Every line below must be given again exactly.

[SUPPLIED ENTRIES]

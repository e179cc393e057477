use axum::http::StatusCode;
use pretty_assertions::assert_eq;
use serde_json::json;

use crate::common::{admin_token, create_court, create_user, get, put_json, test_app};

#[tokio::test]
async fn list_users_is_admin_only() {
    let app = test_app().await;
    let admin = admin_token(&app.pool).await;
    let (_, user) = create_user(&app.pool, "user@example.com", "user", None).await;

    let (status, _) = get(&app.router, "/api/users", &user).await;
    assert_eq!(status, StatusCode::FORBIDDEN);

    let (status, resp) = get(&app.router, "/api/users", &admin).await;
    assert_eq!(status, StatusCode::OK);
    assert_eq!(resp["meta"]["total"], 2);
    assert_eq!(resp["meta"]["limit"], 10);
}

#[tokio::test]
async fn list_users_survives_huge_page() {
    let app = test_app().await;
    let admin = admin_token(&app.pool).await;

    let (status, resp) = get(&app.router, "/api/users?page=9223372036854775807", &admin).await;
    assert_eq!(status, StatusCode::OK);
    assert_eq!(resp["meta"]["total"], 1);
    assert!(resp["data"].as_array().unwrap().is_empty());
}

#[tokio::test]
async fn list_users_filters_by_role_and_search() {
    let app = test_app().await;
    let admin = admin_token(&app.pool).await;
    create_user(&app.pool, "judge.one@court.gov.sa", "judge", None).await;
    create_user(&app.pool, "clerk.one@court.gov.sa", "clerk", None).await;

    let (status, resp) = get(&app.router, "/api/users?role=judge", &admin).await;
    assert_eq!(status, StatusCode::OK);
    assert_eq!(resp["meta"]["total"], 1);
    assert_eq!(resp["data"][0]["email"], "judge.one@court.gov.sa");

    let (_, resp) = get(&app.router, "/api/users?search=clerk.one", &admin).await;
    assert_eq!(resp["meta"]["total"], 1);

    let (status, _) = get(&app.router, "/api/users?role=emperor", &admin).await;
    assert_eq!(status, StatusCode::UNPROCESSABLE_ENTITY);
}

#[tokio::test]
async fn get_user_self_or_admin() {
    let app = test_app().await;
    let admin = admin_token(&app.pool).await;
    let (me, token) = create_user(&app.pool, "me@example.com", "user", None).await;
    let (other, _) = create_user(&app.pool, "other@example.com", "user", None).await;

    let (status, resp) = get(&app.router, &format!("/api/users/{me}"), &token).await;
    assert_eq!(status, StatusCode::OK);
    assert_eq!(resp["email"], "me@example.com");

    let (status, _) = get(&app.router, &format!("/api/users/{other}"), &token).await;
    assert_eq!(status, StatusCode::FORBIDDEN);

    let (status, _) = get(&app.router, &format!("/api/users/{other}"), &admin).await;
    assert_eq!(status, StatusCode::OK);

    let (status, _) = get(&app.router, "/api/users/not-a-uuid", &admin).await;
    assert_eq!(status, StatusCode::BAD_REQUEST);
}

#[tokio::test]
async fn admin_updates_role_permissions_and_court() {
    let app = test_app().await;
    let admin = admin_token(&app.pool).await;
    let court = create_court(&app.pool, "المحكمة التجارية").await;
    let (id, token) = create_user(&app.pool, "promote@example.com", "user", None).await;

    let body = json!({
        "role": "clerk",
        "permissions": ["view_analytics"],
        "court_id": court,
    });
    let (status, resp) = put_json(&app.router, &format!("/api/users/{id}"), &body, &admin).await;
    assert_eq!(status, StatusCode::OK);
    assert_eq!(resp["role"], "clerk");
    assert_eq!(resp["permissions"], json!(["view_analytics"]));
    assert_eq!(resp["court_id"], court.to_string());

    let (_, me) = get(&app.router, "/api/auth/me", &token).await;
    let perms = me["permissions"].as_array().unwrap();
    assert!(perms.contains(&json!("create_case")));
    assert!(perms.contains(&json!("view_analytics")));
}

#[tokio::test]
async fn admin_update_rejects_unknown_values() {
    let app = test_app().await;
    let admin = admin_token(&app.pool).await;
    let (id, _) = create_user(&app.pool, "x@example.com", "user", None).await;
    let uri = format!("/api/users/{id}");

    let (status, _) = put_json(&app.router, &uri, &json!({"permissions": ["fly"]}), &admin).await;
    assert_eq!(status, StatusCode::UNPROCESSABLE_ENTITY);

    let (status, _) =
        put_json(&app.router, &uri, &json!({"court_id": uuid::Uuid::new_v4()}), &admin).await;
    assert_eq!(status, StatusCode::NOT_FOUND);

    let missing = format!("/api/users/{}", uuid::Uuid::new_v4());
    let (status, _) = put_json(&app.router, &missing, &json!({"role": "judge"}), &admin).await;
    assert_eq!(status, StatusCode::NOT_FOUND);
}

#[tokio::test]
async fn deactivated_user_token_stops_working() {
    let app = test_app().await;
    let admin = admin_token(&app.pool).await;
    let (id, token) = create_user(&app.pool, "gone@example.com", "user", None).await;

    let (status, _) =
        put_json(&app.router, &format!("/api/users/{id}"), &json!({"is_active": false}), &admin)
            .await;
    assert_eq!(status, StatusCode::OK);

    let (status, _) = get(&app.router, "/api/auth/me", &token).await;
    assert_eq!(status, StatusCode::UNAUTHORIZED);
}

[/SUPPLIED ENTRIES]

■ **THE COMPLETED TASK**:
repository e179cc393e057477
use axum::http::StatusCode;
use pretty_assertions::assert_eq;
use serde_json::json;

use crate::common::{admin_token, create_court, create_user, get, put_json, test_app};

#[tokio::test]
async fn list_users_is_admin_only() {
    let app = test_app().await;
    let admin = admin_token(&app.pool).await;
    let (_, user) = create_user(&app.pool, "user@example.com", "user", None).await;

    let (status, _) = get(&app.router, "/api/users", &user).await;
    assert_eq!(status, StatusCode::FORBIDDEN);

    let (status, resp) = get(&app.router, "/api/users", &admin).await;
    assert_eq!(status, StatusCode::OK);
    assert_eq!(resp["meta"]["total"], 2);
    assert_eq!(resp["meta"]["limit"], 10);
}

#[tokio::test]
async fn list_users_survives_huge_page() {
    let app = test_app().await;
    let admin = admin_token(&app.pool).await;

    let (status, resp) = get(&app.router, "/api/users?page=9223372036854775807", &admin).await;
    assert_eq!(status, StatusCode::OK);
    assert_eq!(resp["meta"]["total"], 1);
    assert!(resp["data"].as_array().unwrap().is_empty());
}

#[tokio::test]
async fn list_users_filters_by_role_and_search() {
    let app = test_app().await;
    let admin = admin_token(&app.pool).await;
    create_user(&app.pool, "judge.one@court.gov.sa", "judge", None).await;
    create_user(&app.pool, "clerk.one@court.gov.sa", "clerk", None).await;

    let (status, resp) = get(&app.router, "/api/users?role=judge", &admin).await;
    assert_eq!(status, StatusCode::OK);
    assert_eq!(resp["meta"]["total"], 1);
    assert_eq!(resp["data"][0]["email"], "judge.one@court.gov.sa");

    let (_, resp) = get(&app.router, "/api/users?search=clerk.one", &admin).await;
    assert_eq!(resp["meta"]["total"], 1);

    let (status, _) = get(&app.router, "/api/users?role=emperor", &admin).await;
    assert_eq!(status, StatusCode::UNPROCESSABLE_ENTITY);
}

#[tokio::test]
async fn get_user_self_or_admin() {
    let app = test_app().await;
    let admin = admin_token(&app.pool).await;
    let (me, token) = create_user(&app.pool, "me@example.com", "user", None).await;
    let (other, _) = create_user(&app.pool, "other@example.com", "user", None).await;

    let (status, resp) = get(&app.router, &format!("/api/users/{me}"), &token).await;
    assert_eq!(status, StatusCode::OK);
    assert_eq!(resp["email"], "me@example.com");

    let (status, _) = get(&app.router, &format!("/api/users/{other}"), &token).await;
    assert_eq!(status, StatusCode::FORBIDDEN);

    let (status, _) = get(&app.router, &format!("/api/users/{other}"), &admin).await;
    assert_eq!(status, StatusCode::OK);

    let (status, _) = get(&app.router, "/api/users/not-a-uuid", &admin).await;
    assert_eq!(status, StatusCode::BAD_REQUEST);
}

#[tokio::test]
async fn admin_updates_role_permissions_and_court() {
    let app = test_app().await;
    let admin = admin_token(&app.pool).await;
    let court = create_court(&app.pool, "المحكمة التجارية").await;
    let (id, token) = create_user(&app.pool, "promote@example.com", "user", None).await;

    let body = json!({
        "role": "clerk",
        "permissions": ["view_analytics"],
        "court_id": court,
    });
    let (status, resp) = put_json(&app.router, &format!("/api/users/{id}"), &body, &admin).await;
    assert_eq!(status, StatusCode::OK);
    assert_eq!(resp["role"], "clerk");
    assert_eq!(resp["permissions"], json!(["view_analytics"]));
    assert_eq!(resp["court_id"], court.to_string());

    let (_, me) = get(&app.router, "/api/auth/me", &token).await;
    let perms = me["permissions"].as_array().unwrap();
    assert!(perms.contains(&json!("create_case")));
    assert!(perms.contains(&json!("view_analytics")));
}

#[tokio::test]
async fn admin_update_rejects_unknown_values() {
    let app = test_app().await;
    let admin = admin_token(&app.pool).await;
    let (id, _) = create_user(&app.pool, "x@example.com", "user", None).await;
    let uri = format!("/api/users/{id}");

    let (status, _) = put_json(&app.router, &uri, &json!({"permissions": ["fly"]}), &admin).await;
    assert_eq!(status, StatusCode::UNPROCESSABLE_ENTITY);

    let (status, _) =
        put_json(&app.router, &uri, &json!({"court_id": uuid::Uuid::new_v4()}), &admin).await;
    assert_eq!(status, StatusCode::NOT_FOUND);

    let missing = format!("/api/users/{}", uuid::Uuid::new_v4());
    let (status, _) = put_json(&app.router, &missing, &json!({"role": "judge"}), &admin).await;
    assert_eq!(status, StatusCode::NOT_FOUND);
}

#[tokio::test]
async fn deactivated_user_token_stops_working() {
    let app = test_app().await;
    let admin = admin_token(&app.pool).await;
    let (id, token) = create_user(&app.pool, "gone@example.com", "user", None).await;

    let (status, _) =
        put_json(&app.router, &format!("/api/users/{id}"), &json!({"is_active": false}), &admin)
            .await;
    assert_eq!(status, StatusCode::OK);

    let (status, _) = get(&app.router, "/api/auth/me", &token).await;
    assert_eq!(status, StatusCode::UNAUTHORIZED);
}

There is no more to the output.